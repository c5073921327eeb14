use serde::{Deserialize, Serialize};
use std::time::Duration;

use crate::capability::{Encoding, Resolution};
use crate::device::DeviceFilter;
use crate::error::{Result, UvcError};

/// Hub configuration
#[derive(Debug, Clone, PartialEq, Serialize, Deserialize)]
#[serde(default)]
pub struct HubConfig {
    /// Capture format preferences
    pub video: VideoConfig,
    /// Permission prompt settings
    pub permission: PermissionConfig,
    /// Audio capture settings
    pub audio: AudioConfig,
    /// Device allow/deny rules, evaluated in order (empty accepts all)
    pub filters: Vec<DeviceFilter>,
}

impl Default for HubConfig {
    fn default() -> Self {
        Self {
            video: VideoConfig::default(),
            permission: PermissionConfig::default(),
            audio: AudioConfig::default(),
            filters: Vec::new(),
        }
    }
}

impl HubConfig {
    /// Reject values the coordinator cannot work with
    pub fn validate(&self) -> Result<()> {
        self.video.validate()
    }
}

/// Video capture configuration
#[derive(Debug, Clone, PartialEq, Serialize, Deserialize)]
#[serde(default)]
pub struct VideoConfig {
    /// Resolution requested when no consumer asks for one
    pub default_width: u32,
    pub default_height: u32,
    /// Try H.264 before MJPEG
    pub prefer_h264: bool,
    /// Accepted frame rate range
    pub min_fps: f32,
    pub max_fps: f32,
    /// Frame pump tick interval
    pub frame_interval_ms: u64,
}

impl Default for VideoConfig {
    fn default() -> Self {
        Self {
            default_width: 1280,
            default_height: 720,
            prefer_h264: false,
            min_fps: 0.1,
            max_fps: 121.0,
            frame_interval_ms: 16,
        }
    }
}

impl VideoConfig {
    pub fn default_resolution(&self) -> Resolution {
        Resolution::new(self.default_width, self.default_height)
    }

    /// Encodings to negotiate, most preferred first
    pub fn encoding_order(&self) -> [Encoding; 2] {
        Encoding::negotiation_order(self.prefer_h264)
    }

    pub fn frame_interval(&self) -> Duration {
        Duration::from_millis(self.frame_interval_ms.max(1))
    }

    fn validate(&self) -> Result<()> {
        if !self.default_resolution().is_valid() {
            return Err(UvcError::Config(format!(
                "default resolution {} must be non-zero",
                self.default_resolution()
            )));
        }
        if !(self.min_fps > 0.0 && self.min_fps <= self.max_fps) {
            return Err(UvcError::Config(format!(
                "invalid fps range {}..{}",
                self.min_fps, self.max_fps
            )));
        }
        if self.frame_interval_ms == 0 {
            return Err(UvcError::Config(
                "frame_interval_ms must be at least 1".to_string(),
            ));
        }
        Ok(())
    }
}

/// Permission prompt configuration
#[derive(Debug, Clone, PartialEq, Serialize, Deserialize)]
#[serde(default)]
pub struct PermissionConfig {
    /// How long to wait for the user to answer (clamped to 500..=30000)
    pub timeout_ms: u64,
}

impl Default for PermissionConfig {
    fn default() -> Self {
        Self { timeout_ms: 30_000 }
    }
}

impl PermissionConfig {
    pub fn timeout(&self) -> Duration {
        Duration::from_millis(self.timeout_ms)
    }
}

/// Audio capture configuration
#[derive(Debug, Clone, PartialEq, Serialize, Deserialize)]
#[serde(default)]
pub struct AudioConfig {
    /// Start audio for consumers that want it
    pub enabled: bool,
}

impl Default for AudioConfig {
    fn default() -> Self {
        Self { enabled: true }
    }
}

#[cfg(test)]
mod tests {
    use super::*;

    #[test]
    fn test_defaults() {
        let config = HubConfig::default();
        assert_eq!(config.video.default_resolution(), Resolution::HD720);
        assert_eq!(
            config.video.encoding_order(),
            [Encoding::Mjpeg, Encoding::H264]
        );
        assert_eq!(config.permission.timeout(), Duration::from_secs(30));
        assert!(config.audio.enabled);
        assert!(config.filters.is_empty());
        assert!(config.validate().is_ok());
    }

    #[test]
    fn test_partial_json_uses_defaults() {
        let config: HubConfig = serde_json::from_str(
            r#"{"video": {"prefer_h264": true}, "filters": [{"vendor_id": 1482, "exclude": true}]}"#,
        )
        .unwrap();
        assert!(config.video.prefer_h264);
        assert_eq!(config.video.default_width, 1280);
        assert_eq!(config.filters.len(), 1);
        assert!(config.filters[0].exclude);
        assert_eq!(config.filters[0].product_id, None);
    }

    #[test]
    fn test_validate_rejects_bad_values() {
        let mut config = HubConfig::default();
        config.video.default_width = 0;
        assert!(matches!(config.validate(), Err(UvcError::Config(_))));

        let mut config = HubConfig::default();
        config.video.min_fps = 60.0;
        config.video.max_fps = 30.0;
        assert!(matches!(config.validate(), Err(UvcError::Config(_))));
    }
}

•••••

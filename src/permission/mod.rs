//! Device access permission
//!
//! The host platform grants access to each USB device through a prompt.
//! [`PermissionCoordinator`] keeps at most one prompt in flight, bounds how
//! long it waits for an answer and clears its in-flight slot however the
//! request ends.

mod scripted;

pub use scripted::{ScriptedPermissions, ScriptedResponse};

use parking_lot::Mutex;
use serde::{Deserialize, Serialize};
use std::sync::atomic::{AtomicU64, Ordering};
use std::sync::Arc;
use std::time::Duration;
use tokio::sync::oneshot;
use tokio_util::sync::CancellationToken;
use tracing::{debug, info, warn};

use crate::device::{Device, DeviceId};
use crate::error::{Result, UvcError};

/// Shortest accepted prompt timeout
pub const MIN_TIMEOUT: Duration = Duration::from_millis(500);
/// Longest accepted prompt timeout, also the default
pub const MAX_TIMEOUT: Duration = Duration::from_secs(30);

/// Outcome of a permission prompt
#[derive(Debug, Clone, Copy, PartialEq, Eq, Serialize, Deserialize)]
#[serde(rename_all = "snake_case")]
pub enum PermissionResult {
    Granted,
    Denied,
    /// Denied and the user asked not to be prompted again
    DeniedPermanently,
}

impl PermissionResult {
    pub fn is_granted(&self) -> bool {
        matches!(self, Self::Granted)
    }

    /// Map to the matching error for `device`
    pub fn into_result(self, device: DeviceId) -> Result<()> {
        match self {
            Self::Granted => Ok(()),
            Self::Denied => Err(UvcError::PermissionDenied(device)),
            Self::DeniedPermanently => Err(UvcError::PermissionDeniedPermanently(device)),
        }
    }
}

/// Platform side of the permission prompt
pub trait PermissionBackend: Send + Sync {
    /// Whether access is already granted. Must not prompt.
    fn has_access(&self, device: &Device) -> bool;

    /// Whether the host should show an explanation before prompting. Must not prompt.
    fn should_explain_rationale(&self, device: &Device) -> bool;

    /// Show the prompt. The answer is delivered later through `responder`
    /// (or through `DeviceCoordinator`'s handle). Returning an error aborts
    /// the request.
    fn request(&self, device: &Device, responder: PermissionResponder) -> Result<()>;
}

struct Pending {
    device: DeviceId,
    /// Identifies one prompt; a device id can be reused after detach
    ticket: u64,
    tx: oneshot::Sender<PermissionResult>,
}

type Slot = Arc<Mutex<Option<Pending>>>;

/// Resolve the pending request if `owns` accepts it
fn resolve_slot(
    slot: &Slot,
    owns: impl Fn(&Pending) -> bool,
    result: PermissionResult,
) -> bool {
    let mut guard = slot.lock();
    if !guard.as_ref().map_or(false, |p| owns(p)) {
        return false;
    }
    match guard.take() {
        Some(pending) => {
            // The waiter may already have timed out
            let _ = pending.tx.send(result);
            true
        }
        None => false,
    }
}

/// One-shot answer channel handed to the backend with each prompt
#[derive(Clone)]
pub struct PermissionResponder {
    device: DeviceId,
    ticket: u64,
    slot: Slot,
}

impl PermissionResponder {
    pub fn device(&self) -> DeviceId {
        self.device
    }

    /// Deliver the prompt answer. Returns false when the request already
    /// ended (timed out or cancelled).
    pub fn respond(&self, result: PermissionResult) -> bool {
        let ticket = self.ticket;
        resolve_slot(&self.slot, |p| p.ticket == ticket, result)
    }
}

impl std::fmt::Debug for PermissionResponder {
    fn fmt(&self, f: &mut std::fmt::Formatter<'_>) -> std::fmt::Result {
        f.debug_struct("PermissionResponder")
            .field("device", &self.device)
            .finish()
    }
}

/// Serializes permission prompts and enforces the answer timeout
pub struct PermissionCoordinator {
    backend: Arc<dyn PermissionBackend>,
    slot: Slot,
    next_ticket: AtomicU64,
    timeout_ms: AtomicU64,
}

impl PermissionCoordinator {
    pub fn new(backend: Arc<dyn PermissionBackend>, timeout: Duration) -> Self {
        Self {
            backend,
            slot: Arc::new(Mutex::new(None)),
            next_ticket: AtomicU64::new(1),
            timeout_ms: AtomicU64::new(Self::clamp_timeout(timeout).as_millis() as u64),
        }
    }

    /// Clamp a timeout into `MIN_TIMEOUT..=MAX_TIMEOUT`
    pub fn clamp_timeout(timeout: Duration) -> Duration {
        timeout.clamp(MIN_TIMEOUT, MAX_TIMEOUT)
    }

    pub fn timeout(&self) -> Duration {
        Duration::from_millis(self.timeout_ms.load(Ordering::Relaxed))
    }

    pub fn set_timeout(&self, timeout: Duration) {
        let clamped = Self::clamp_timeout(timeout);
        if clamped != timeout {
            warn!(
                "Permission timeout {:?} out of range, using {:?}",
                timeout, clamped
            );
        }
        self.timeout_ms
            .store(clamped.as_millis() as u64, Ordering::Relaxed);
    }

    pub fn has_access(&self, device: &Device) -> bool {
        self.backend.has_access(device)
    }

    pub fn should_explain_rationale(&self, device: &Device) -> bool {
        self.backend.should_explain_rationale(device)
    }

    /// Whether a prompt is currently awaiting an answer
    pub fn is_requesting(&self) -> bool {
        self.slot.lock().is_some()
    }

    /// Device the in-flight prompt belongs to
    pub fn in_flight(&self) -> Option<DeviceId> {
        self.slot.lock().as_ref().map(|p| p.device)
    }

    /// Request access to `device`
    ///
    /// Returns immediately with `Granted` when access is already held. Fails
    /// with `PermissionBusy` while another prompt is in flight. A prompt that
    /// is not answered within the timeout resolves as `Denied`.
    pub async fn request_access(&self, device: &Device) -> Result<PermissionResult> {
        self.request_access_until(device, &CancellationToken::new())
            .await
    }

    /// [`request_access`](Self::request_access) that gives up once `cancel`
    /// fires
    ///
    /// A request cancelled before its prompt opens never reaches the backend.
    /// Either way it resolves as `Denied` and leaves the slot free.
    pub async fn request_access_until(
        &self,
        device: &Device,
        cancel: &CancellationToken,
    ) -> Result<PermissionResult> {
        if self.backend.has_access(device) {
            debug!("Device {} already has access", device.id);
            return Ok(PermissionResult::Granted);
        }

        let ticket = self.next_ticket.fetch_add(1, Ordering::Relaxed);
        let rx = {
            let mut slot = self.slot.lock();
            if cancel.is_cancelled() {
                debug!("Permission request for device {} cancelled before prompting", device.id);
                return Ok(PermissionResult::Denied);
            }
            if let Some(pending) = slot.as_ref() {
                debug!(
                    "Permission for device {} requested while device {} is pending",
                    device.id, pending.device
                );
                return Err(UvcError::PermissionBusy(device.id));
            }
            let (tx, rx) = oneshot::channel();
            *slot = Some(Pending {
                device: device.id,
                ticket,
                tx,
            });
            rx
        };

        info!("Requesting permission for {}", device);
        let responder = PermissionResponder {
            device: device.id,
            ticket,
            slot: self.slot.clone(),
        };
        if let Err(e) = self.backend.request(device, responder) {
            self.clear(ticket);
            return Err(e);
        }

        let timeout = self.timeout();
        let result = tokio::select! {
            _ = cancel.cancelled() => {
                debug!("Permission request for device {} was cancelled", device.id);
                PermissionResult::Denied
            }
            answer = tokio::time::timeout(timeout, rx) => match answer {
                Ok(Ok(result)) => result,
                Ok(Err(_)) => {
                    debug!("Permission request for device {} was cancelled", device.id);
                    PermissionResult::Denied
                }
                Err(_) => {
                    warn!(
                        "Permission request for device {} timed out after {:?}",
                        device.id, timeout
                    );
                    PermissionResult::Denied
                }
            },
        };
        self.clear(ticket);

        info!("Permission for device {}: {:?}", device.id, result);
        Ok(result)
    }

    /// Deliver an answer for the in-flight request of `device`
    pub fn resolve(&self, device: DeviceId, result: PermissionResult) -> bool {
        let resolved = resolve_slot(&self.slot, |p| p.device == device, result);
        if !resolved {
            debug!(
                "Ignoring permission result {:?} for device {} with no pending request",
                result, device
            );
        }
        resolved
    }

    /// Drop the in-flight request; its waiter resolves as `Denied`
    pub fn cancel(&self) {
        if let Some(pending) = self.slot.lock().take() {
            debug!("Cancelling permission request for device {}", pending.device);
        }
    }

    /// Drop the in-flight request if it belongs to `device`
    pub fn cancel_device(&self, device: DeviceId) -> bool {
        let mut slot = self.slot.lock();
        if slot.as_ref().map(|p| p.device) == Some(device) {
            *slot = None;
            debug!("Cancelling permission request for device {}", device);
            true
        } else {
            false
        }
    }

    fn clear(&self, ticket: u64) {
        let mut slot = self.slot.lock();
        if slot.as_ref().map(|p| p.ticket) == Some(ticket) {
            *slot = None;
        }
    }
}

•••••

**DESCRIPTION OF THE TASK**
Check each line of the entries for "waiter" and copy those that have it.

**EXERCISE OUTPUT**
            // The waiter may already have timed out
    /// Drop the in-flight request; its waiter resolves as `Denied`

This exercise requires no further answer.